Wage Growth Accelerates Significantly, Posing Risks to the Inflation Outlook

By:

Interactive Brokers’ Senior Economist

Economic data continues to bruise investor sentiment with a one-two punch of weakening manufacturing activity and a persistently tight labor market. After ISM PMI data reversed a market rally yesterday, equity prices are plummeting further today in response to this morning’s news that wage growth accelerated significantly in November while the economy added 263,000 jobs, blowing past the 200,000 consensus estimate but trailing the 284,000 jobs added in October. In another troubling development, the already low labor participation rate continued to decline.

As equity prices dropped more than 1% this morning, the dollar exchange rate increased a half a percentage point and yields climbed across the curve in a bear-flattening formation in reaction to the Labor Department’s jobs report.

Investors are focusing on persistent inflation and fears that the Federal Reserve’s (the Fed) aggressive rate hiking and balance sheet reduction will spark a recession, so today’s news that private-sector hourly earnings grew 0.6%, which easily blew past the expected increase of 0.3%, is a hurtful interception during what has been an impressive comeback late in the fourth quarter. It is the third consecutive month of wage acceleration and comes just two days after Fed Chairman Jerome Powell implied that labor market weakness is required to tame decades-high inflation. Powell also discussed how the low labor participation rate, or the portion of working age individuals that is either working or seeking work, is contributing to wage pressure.

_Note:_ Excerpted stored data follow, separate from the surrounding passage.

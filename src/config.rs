//! Configuration constants and the runtime simulation settings.

use crate::error::ConfigError;

// Field
pub const FIELD_WIDTH: f64 = 800.0;
pub const FIELD_HEIGHT: f64 = 600.0;

// Heroes
pub const HERO_RADIUS: f64 = 15.0;
pub const DEFAULT_HERO_SPEED: f64 = 2.0; // Distance units per tick
pub const DEFAULT_FIRE_INTERVAL_MS: u32 = 1000;
pub const EVASION_BUFFER: f64 = 30.0; // Cursor proximity that makes a hero flee

// Projectiles
pub const PROJECTILE_RADIUS: f64 = 5.0;
pub const PROJECTILE_SPEED: f64 = 5.0; // Distance units per tick

// Ranges accepted by the configuration panel
pub const FIRE_INTERVAL_MIN_MS: u32 = 500;
pub const FIRE_INTERVAL_MAX_MS: u32 = 3000;
pub const FIRE_INTERVAL_STEP_MS: u32 = 100;
pub const SPEED_MIN: f64 = 1.0;
pub const SPEED_MAX: f64 = 10.0;
pub const SPEED_STEP: f64 = 1.0;

// Clock
pub const TICK_PERIOD_MS: u32 = 16;
pub const MAX_TICKS_PER_FRAME: u32 = 8; // Caps catch-up after a long frame

// Rendering configuration
pub const UI_PANEL_WIDTH: i32 = 240;
pub const WINDOW_WIDTH: i32 = FIELD_WIDTH as i32 + UI_PANEL_WIDTH;
pub const WINDOW_HEIGHT: i32 = FIELD_HEIGHT as i32;

/// Runtime settings of one simulation session.
#[derive(Debug, Clone, PartialEq)]
pub struct SimConfig {
    pub field_width: f64,
    pub field_height: f64,
    pub hero_radius: f64,
    pub projectile_radius: f64,
    pub projectile_speed: f64,
    pub evasion_buffer: f64,
    /// Seconds between two simulation ticks.
    pub tick_duration: f32,
    pub max_ticks_per_frame: u32,
    /// Reject `fire` while a hero's fire interval has not elapsed.
    /// Off by default: the stored interval is informational only.
    pub enforce_fire_interval: bool,
}

impl Default for SimConfig {
    fn default() -> Self {
        SimConfig {
            field_width: FIELD_WIDTH,
            field_height: FIELD_HEIGHT,
            hero_radius: HERO_RADIUS,
            projectile_radius: PROJECTILE_RADIUS,
            projectile_speed: PROJECTILE_SPEED,
            evasion_buffer: EVASION_BUFFER,
            tick_duration: TICK_PERIOD_MS as f32 / 1000.0,
            max_ticks_per_frame: MAX_TICKS_PER_FRAME,
            enforce_fire_interval: false,
        }
    }
}

impl SimConfig {
    /// Builds a config with the tick period given in milliseconds.
    pub fn with_tick_ms(mut self, tick_ms: u32) -> Self {
        self.tick_duration = tick_ms as f32 / 1000.0;
        self
    }

    pub fn validate(&self) -> Result<(), ConfigError> {
        if !(self.tick_duration > 0.0) || !self.tick_duration.is_finite() {
            return Err(ConfigError::InvalidTickPeriod(self.tick_duration));
        }
        if !(self.evasion_buffer >= 0.0) || !self.evasion_buffer.is_finite() {
            return Err(ConfigError::InvalidEvasionBuffer(self.evasion_buffer));
        }
        if !(self.field_width > 0.0 && self.field_height > 0.0) {
            return Err(ConfigError::InvalidFieldSize {
                width: self.field_width,
                height: self.field_height,
            });
        }
        Ok(())
    }

    /// Simulated milliseconds covered by `ticks` ticks.
    pub fn ticks_to_ms(&self, ticks: u64) -> f64 {
        ticks as f64 * self.tick_duration as f64 * 1000.0
    }
}
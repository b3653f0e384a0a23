//! Two heroes patrol vertical lanes, dodge the pointer and trade shots.
//!
//! The simulation core (`hero`, `arena`, `clock`, `game`) advances a fixed
//! tick and never touches the window. `input` and `render` adapt macroquad
//! to it.

pub mod arena;
pub mod clock;
pub mod config;
pub mod error;
pub mod game;
pub mod hero;
pub mod input;
pub mod logging;
pub mod render;
pub mod types;
pub mod utils;
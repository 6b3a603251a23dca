//! Concrete dice.

use super::{Die, DieError, DieFace, SIDES};
use rand::rngs::{StdRng, ThreadRng};
use rand::{Rng, SeedableRng};
use std::collections::VecDeque;

/// A fair die backed by a random number generator.
///
/// # Example
///
/// ```rust
/// use reroll::die::{Die, RandomDie};
///
/// let mut die = RandomDie::seeded(7);
/// let face = die.roll().unwrap();
/// assert!((1..=6).contains(&face.value()));
/// ```
#[derive(Debug, Clone)]
pub struct RandomDie<R: Rng = ThreadRng> {
    rng: R,
}

impl RandomDie<ThreadRng> {
    /// Die drawing from the thread-local generator.
    pub fn new() -> Self {
        Self { rng: rand::rng() }
    }
}

impl Default for RandomDie<ThreadRng> {
    fn default() -> Self {
        Self::new()
    }
}

impl RandomDie<StdRng> {
    /// Reproducible die: the same seed always yields the same faces.
    pub fn seeded(seed: u64) -> Self {
        Self {
            rng: StdRng::seed_from_u64(seed),
        }
    }

    /// Die seeded once from the operating system.
    pub fn from_os_rng() -> Self {
        Self {
            rng: StdRng::from_os_rng(),
        }
    }
}

impl<R: Rng> RandomDie<R> {
    pub fn from_rng(rng: R) -> Self {
        Self { rng }
    }
}

impl<R: Rng> Die for RandomDie<R> {
    fn roll(&mut self) -> Result<DieFace, DieError> {
        DieFace::new(self.rng.random_range(1..=SIDES))
    }
}

/// A die that shows a fixed sequence of faces, then runs dry.
///
/// Faces are validated when the die is built, so a bad script fails
/// before any roll happens.
///
/// # Example
///
/// ```rust
/// use reroll::die::{Die, DieError, ScriptedDie};
///
/// let mut die = ScriptedDie::new([6, 3]).unwrap();
/// assert_eq!(die.roll().unwrap().value(), 6);
/// assert_eq!(die.roll().unwrap().value(), 3);
/// assert_eq!(die.roll(), Err(DieError::Exhausted { rolled: 2 }));
/// ```
#[derive(Debug, Clone, Default)]
pub struct ScriptedDie {
    faces: VecDeque<DieFace>,
    rolled: usize,
}

impl ScriptedDie {
    pub fn new(values: impl IntoIterator<Item = u8>) -> Result<Self, DieError> {
        let faces = values
            .into_iter()
            .map(DieFace::new)
            .collect::<Result<VecDeque<_>, _>>()?;
        Ok(Self { faces, rolled: 0 })
    }

    pub fn from_faces(faces: impl IntoIterator<Item = DieFace>) -> Self {
        Self {
            faces: faces.into_iter().collect(),
            rolled: 0,
        }
    }

    /// Faces not yet rolled.
    pub fn remaining(&self) -> usize {
        self.faces.len()
    }

    /// Faces handed out so far.
    pub fn rolled(&self) -> usize {
        self.rolled
    }
}

impl Die for ScriptedDie {
    fn roll(&mut self) -> Result<DieFace, DieError> {
        let face = self.faces.pop_front().ok_or(DieError::Exhausted {
            rolled: self.rolled,
        })?;
        self.rolled += 1;
        Ok(face)
    }
}
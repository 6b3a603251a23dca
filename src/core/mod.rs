//! Core types shared by every machine in the crate:
//! - the `State` trait
//! - the immutable per-roll history

mod history;
mod state;

pub use history::{RollHistory, RollRecord};
pub use state::State;
//! The turn state machine: roll until something other than a six.

use super::error::TurnError;
use super::state::{Outcome, TurnState};
use crate::checkpoint::{CheckpointError, TurnCheckpoint};
use crate::core::{RollHistory, RollRecord, State};
use crate::die::{Die, DieFace};
use chrono::Utc;
use tracing::{debug, info, warn};

/// One player's turn.
///
/// The machine owns exactly one [`TurnState`] and replaces it wholesale on
/// every transition. It starts in `WaitingToRoll` and cannot be reset.
///
/// # Example
///
/// ```rust
/// use reroll::die::ScriptedDie;
/// use reroll::turn::{TurnState, TurnStateMachine};
///
/// let die = ScriptedDie::new([6, 6, 3]).unwrap();
/// let mut turn = TurnStateMachine::new(die);
///
/// while !turn.is_done() {
///     turn.roll_once().unwrap();
/// }
///
/// assert_eq!(turn.result().map(|o| o.value()), Some(3));
/// assert_eq!(turn.rolls(), 3);
/// ```
#[derive(Debug, Clone)]
pub struct TurnStateMachine<D: Die> {
    state: TurnState,
    die: D,
    history: RollHistory<TurnState>,
}

impl<D: Die> TurnStateMachine<D> {
    /// Create a machine waiting for its first roll.
    pub fn new(die: D) -> Self {
        Self {
            state: TurnState::WaitingToRoll,
            die,
            history: RollHistory::new(),
        }
    }

    pub fn current_state(&self) -> &TurnState {
        &self.state
    }

    pub fn is_done(&self) -> bool {
        self.state.is_final()
    }

    pub fn result(&self) -> Option<Outcome> {
        self.state.result()
    }

    /// Number of rolls taken so far this turn.
    pub fn rolls(&self) -> usize {
        self.history.len()
    }

    pub fn history(&self) -> &RollHistory<TurnState> {
        &self.history
    }

    pub fn die(&self) -> &D {
        &self.die
    }

    /// Roll the die once and return the face it showed.
    ///
    /// A six keeps the turn waiting; any other face finishes it. Once the
    /// turn is done this returns [`TurnError::AlreadyDone`] without
    /// touching the die, the state, or the history. A die error also
    /// leaves the machine unchanged.
    pub fn roll_once(&mut self) -> Result<DieFace, TurnError> {
        if let TurnState::Done(result) = self.state {
            warn!(%result, "roll requested after the turn finished");
            return Err(TurnError::AlreadyDone { result });
        }

        let face = self.die.roll()?;
        let next = self.state.after_roll(face)?;
        let attempt = self.history.len() + 1;

        self.history = self.history.record(RollRecord {
            attempt,
            face,
            from: self.state,
            to: next,
            timestamp: Utc::now(),
        });
        debug!(attempt, %face, state = next.name(), "rolled");

        if let TurnState::Done(result) = next {
            info!(%result, rolls = attempt, "turn finished");
        }
        self.state = next;
        Ok(face)
    }

    /// Keep rolling until the turn is done, at most `max_rolls` more times.
    ///
    /// A turn that is already done returns its result without rolling.
    pub fn roll_until_done(&mut self, max_rolls: usize) -> Result<Outcome, TurnError> {
        if let Some(result) = self.state.result() {
            return Ok(result);
        }

        for _ in 0..max_rolls {
            self.roll_once()?;
            if let Some(result) = self.state.result() {
                return Ok(result);
            }
        }

        warn!(limit = max_rolls, "roll limit reached without a result");
        Err(TurnError::RollLimitExceeded { limit: max_rolls })
    }

    /// Snapshot the turn. The die is not part of the snapshot.
    pub fn checkpoint(&self) -> TurnCheckpoint {
        TurnCheckpoint::new(self.state, self.history.clone())
    }

    /// Rebuild a turn from a checkpoint, rolling `die` from here on.
    ///
    /// The checkpoint is validated first; every violation found is
    /// reported in the error.
    pub fn resume(checkpoint: TurnCheckpoint, die: D) -> Result<Self, CheckpointError> {
        checkpoint.verify()?;
        debug!(
            id = %checkpoint.id,
            state = checkpoint.state.name(),
            rolls = checkpoint.history.len(),
            "resumed turn from checkpoint"
        );
        Ok(Self {
            state: checkpoint.state,
            die,
            history: checkpoint.history,
        })
    }

    /// Give back the die, dropping the turn.
    pub fn into_die(self) -> D {
        self.die
    }
}

#[cfg(test)]
mod tests {
    use super::*;
    use crate::die::{DieError, RandomDie, ScriptedDie};

    fn scripted(values: &[u8]) -> TurnStateMachine<ScriptedDie> {
        TurnStateMachine::new(ScriptedDie::new(values.iter().copied()).unwrap())
    }

    fn done(value: u8) -> TurnState {
        TurnState::Done(Outcome::try_from(value).unwrap())
    }

    #[test]
    fn new_machine_is_waiting() {
        let turn = scripted(&[]);
        assert_eq!(turn.current_state(), &TurnState::WaitingToRoll);
        assert!(!turn.is_done());
        assert_eq!(turn.rolls(), 0);
        assert!(turn.history().is_empty());
    }

    #[test]
    fn sixes_then_three() {
        let mut turn = scripted(&[6, 6, 3]);

        assert_eq!(turn.roll_once().unwrap().value(), 6);
        assert_eq!(turn.current_state(), &TurnState::WaitingToRoll);
        assert_eq!(turn.roll_once().unwrap().value(), 6);
        assert_eq!(turn.current_state(), &TurnState::WaitingToRoll);
        assert_eq!(turn.roll_once().unwrap().value(), 3);
        assert_eq!(turn.current_state(), &done(3));
    }

    #[test]
    fn first_roll_finishes() {
        let mut turn = scripted(&[2]);
        assert_eq!(turn.roll_once().unwrap().value(), 2);
        assert_eq!(turn.current_state(), &done(2));
        assert_eq!(turn.rolls(), 1);
    }

    #[test]
    fn four_sixes_then_one() {
        let mut turn = scripted(&[6, 6, 6, 6, 1]);

        for _ in 0..4 {
            turn.roll_once().unwrap();
            assert_eq!(turn.current_state(), &TurnState::WaitingToRoll);
        }
        turn.roll_once().unwrap();
        assert_eq!(turn.current_state(), &done(1));
        assert_eq!(turn.history().rerolls(), 4);
    }

    #[test]
    fn rolling_after_done_is_an_error_and_changes_nothing() {
        let mut turn = scripted(&[5, 1]);
        turn.roll_once().unwrap();

        let err = turn.roll_once().unwrap_err();
        assert_eq!(
            err,
            TurnError::AlreadyDone {
                result: Outcome::try_from(5).unwrap()
            }
        );
        assert_eq!(turn.current_state(), &done(5));
        assert_eq!(turn.rolls(), 1);
        assert_eq!(turn.die().remaining(), 1);
    }

    #[test]
    fn history_records_every_roll() {
        let mut turn = scripted(&[6, 4]);
        turn.roll_once().unwrap();
        turn.roll_once().unwrap();

        let rolls = turn.history().rolls();
        assert_eq!(rolls.len(), 2);
        assert_eq!(rolls[0].attempt, 1);
        assert_eq!(rolls[0].from, TurnState::WaitingToRoll);
        assert_eq!(rolls[0].to, TurnState::WaitingToRoll);
        assert!(!rolls[0].is_transition());
        assert_eq!(rolls[1].attempt, 2);
        assert_eq!(rolls[1].to, done(4));
        assert!(rolls[1].is_transition());
        assert_eq!(
            turn.history().get_path(),
            vec![&TurnState::WaitingToRoll, &done(4)]
        );
    }

    #[test]
    fn die_failure_leaves_machine_untouched() {
        let mut turn = scripted(&[6]);
        turn.roll_once().unwrap();

        let err = turn.roll_once().unwrap_err();
        assert_eq!(err, TurnError::Die(DieError::Exhausted { rolled: 1 }));
        assert_eq!(turn.current_state(), &TurnState::WaitingToRoll);
        assert_eq!(turn.rolls(), 1);
    }

    #[test]
    fn roll_until_done_stops_on_first_non_six() {
        let mut turn = scripted(&[6, 6, 2, 4]);
        let result = turn.roll_until_done(10).unwrap();
        assert_eq!(result.value(), 2);
        assert_eq!(turn.rolls(), 3);
        assert_eq!(turn.die().remaining(), 1);
    }

    #[test]
    fn roll_until_done_respects_the_cap() {
        let mut turn = scripted(&[6, 6, 6, 6]);
        let err = turn.roll_until_done(3).unwrap_err();
        assert_eq!(err, TurnError::RollLimitExceeded { limit: 3 });
        assert_eq!(turn.rolls(), 3);
        assert!(!turn.is_done());
    }

    #[test]
    fn roll_until_done_on_finished_turn_returns_result() {
        let mut turn = scripted(&[3]);
        turn.roll_once().unwrap();
        assert_eq!(turn.roll_until_done(5).unwrap().value(), 3);
        assert_eq!(turn.rolls(), 1);
    }

    #[test]
    fn random_turn_terminates_within_cap() {
        for seed in 0..100 {
            let mut turn = TurnStateMachine::new(RandomDie::seeded(seed));
            let result = turn.roll_until_done(1000).unwrap();
            assert!((1..=5).contains(&result.value()));
            assert_eq!(turn.current_state(), &TurnState::Done(result));
        }
    }

    #[test]
    fn machine_works_with_a_borrowed_die() {
        let mut die = ScriptedDie::new([6, 1, 2]).unwrap();
        {
            let mut turn = TurnStateMachine::new(&mut die);
            assert_eq!(turn.roll_until_done(5).unwrap().value(), 1);
        }
        assert_eq!(die.remaining(), 1);
    }

    #[test]
    fn checkpoint_and_resume_continue_the_turn() {
        let mut turn = scripted(&[6, 6]);
        turn.roll_once().unwrap();
        turn.roll_once().unwrap();

        let checkpoint = turn.checkpoint();
        let mut resumed =
            TurnStateMachine::resume(checkpoint, ScriptedDie::new([6, 4]).unwrap()).unwrap();

        assert_eq!(resumed.rolls(), 2);
        assert_eq!(resumed.roll_until_done(5).unwrap().value(), 4);
        assert_eq!(resumed.rolls(), 4);
        let attempts: Vec<usize> = resumed.history().rolls().iter().map(|r| r.attempt).collect();
        assert_eq!(attempts, vec![1, 2, 3, 4]);
    }

    #[test]
    fn resume_rejects_a_tampered_checkpoint() {
        let mut turn = scripted(&[6]);
        turn.roll_once().unwrap();

        let mut checkpoint = turn.checkpoint();
        checkpoint.state = done(2);

        let err = TurnStateMachine::resume(checkpoint, ScriptedDie::default()).unwrap_err();
        assert!(matches!(err, CheckpointError::ValidationFailed(_)));
    }

    #[test]
    fn into_die_hands_back_the_die() {
        let mut turn = scripted(&[1, 2, 3]);
        turn.roll_once().unwrap();
        assert_eq!(turn.into_die().remaining(), 2);
    }
}
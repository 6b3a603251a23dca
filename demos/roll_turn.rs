//! Roll a Turn
//!
//! Plays one turn: roll until the die shows something other than a six.
//!
//! Key concepts:
//! - The turn is an enum state machine: `WaitingToRoll` or `Done(result)`
//! - The die is injected, seeded from the config for reproducible runs
//! - A checkpoint of the finished turn can be written and read back
//!
//! Run with: cargo run --example roll_turn [config.json]
//! Set RUST_LOG=debug to see every roll.

use reroll::config::TurnConfig;
use reroll::core::State;
use reroll::turn::play_turn;
use reroll::TurnCheckpoint;

fn main() -> Result<(), Box<dyn std::error::Error>> {
    tracing_subscriber::fmt()
        .with_env_filter(
            tracing_subscriber::EnvFilter::try_from_default_env()
                .unwrap_or_else(|_| tracing_subscriber::EnvFilter::new("info")),
        )
        .init();

    let config = match std::env::args().nth(1) {
        Some(path) => TurnConfig::load(path)?,
        None => TurnConfig::default(),
    };

    println!("=== Roll a Turn ===\n");

    let turn = play_turn(config.die(), &config)?;

    for roll in turn.history().rolls() {
        let note = if roll.face.is_reroll() { "roll again" } else { "stop" };
        println!("  Roll {}: {} ({})", roll.attempt, roll.face, note);
    }
    println!("\nFinal state: {} ({})", turn.current_state(), turn.current_state().name());

    let json = turn.checkpoint().to_json()?;
    let restored = TurnCheckpoint::from_json(&json)?;
    println!("Checkpoint {} restores {} roll(s)", restored.id, restored.history.len());

    println!("\n=== Turn Complete ===");
    Ok(())
}
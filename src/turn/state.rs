//! Turn states and the pure transition rule.

use super::error::TurnError;
use crate::core::State;
use crate::die::{DieError, DieFace};
use serde::{Deserialize, Serialize};
use std::fmt;

/// Result of a finished turn: any face except the reroll face, so 1..=5.
#[derive(Clone, Copy, Debug, PartialEq, Eq, PartialOrd, Ord, Hash, Serialize, Deserialize)]
#[serde(try_from = "u8", into = "u8")]
pub struct Outcome(u8);

impl Outcome {
    /// Outcome for a face, or `None` when the face means "roll again".
    pub fn from_face(face: DieFace) -> Option<Self> {
        (!face.is_reroll()).then(|| Self(face.value()))
    }

    pub fn value(self) -> u8 {
        self.0
    }
}

impl TryFrom<u8> for Outcome {
    type Error = DieError;

    fn try_from(value: u8) -> Result<Self, Self::Error> {
        let face = DieFace::new(value)?;
        Self::from_face(face).ok_or(DieError::InvalidFace(value))
    }
}

impl From<Outcome> for u8 {
    fn from(outcome: Outcome) -> Self {
        outcome.0
    }
}

impl From<Outcome> for DieFace {
    fn from(outcome: Outcome) -> Self {
        // Outcomes are a strict subset of faces.
        DieFace::new(outcome.0).unwrap_or(DieFace::REROLL)
    }
}

impl fmt::Display for Outcome {
    fn fmt(&self, f: &mut fmt::Formatter<'_>) -> fmt::Result {
        write!(f, "{}", self.0)
    }
}

/// Where a player's turn stands.
///
/// # Example
///
/// ```rust
/// use reroll::core::State;
/// use reroll::die::DieFace;
/// use reroll::turn::TurnState;
///
/// let waiting = TurnState::WaitingToRoll;
/// let still_waiting = waiting.after_roll(DieFace::new(6).unwrap()).unwrap();
/// assert_eq!(still_waiting, TurnState::WaitingToRoll);
///
/// let done = still_waiting.after_roll(DieFace::new(3).unwrap()).unwrap();
/// assert!(done.is_final());
/// assert_eq!(done.result().map(|o| o.value()), Some(3));
/// ```
#[derive(Clone, Copy, Debug, Default, PartialEq, Eq, Serialize, Deserialize)]
pub enum TurnState {
    /// No non-six face has come up yet.
    #[default]
    WaitingToRoll,
    /// The turn ended on this face. Terminal.
    Done(Outcome),
}

impl TurnState {
    /// Apply one roll.
    ///
    /// A six keeps the turn waiting, any other face ends it. Rolling a
    /// finished turn is an error and produces no new state.
    pub fn after_roll(&self, face: DieFace) -> Result<TurnState, TurnError> {
        match self {
            Self::Done(result) => Err(TurnError::AlreadyDone { result: *result }),
            Self::WaitingToRoll => Ok(match Outcome::from_face(face) {
                Some(outcome) => Self::Done(outcome),
                None => Self::WaitingToRoll,
            }),
        }
    }

    pub fn result(&self) -> Option<Outcome> {
        match self {
            Self::Done(outcome) => Some(*outcome),
            Self::WaitingToRoll => None,
        }
    }

    pub fn is_waiting(&self) -> bool {
        matches!(self, Self::WaitingToRoll)
    }
}

impl State for TurnState {
    fn name(&self) -> &str {
        match self {
            Self::WaitingToRoll => "WaitingToRoll",
            Self::Done(_) => "Done",
        }
    }

    fn is_final(&self) -> bool {
        matches!(self, Self::Done(_))
    }
}

impl fmt::Display for TurnState {
    fn fmt(&self, f: &mut fmt::Formatter<'_>) -> fmt::Result {
        match self {
            Self::WaitingToRoll => f.write_str("WaitingToRoll"),
            Self::Done(outcome) => write!(f, "Done({outcome})"),
        }
    }
}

Against that backdrop, today’s news that labor force participation declined for the third consecutive month and hit 62.1, a 10-basis point month-over-month drop, is another blow to investor sentiment. The level is a considerable 1.3 percentage points below the February 2020 pre-pandemic level. In a commentary yesterday, I discussed how the ISM PMI is indicating that manufacturing is contracting. Nevertheless, businesses still need workers, but fewer workers want to participate in the labor market and that’s causing wages to continue climbing. Unfortunately for the Fed, wage growth is the most resistant form of inflation and the economy faces the threat of an upward wage and price spiral that could require continued monetary tightening to cool off.  

Wage Growth Accelerated as Labor Force Participation Fell for the Third Consecutive Month

During a week of heavy cross-currents on the economic calendar, today’s report offers more of the same: some strength and some weakness. After remaining flat for five consecutive months, the average hourly work week fell to 34.4 hours, the lowest level since the height of the pandemic in April 2020, signaling slowing demand as employers cut hours. The unemployment rate stayed flat at 3.7%, however, implying that unemployed workers that want to work can find jobs pretty easily. This combination of trends is negative for productivity, as a shrinking labor force implies that the economy is not operating at full capacity, bad for the supply-side of the economy and for earnings prospects.

The jobs report is based on two surveys—the establishment survey and the household survey. When looking at the less scrutinized household survey, which is compiled by calling households to inquire about employment status, the economy actually lost 138,000 jobs in November, the second consecutive monthly decline by that measure. Unlike the household survey, some economists speculate that the establishment survey overstates the number of jobs in the economy. A person with two jobs counts as two in the establishment survey but only one in the household survey. Have some workers been forced to have two jobs to cope with the rising cost of living, higher financing costs and a sharp contraction in fiscal spending? Absolutely. How much does it move the needle, however, is unclear.  

November’s payroll job gains were led by the leisure and hospitality, education and health services, government, other services, and construction sectors, with each adding 88,000, 82,000, 42,000, 24,000 and 20,000 jobs, respectively. Gains were broad based, with almost all eleven major sectors contributing to gains, albeit more modestly. The trade, transportation and utilities sector was the exception, losing 49,000 jobs led by the retail and transportation and warehousing sub-sectors, each shedding 30,000 and 15,000 jobs.

The plummeting sentiment illustrates how quickly investors’ outlook can change. In late November, investors grew increasingly optimistic that the Fed was ready to significantly slow its pace of rate hikes and the anticipated terminal rate—or the final rate to be implemented to cool off the economy—was below 5%. In response to this morning’s labor market report, investors are now increasingly anticipating a terminal rate above 5%. In addition to concerns over declining demand, today’s report reminds investors not to overly rejoice in declaring an early victory over inflation. Especially when the Cleveland Fed’s Inflation Nowcast is forecasting inflation, as measured by the next CPI reading, to show a fierce acceleration from October to November.

Meanwhile, in Canada, the employment gain was 10,100 in November, much lower than the 108,300 jobs gained in October and slightly better than expectations of 5,000.  The unemployment rate fell to 5.1%, better than expectations for a rise to 5.3%.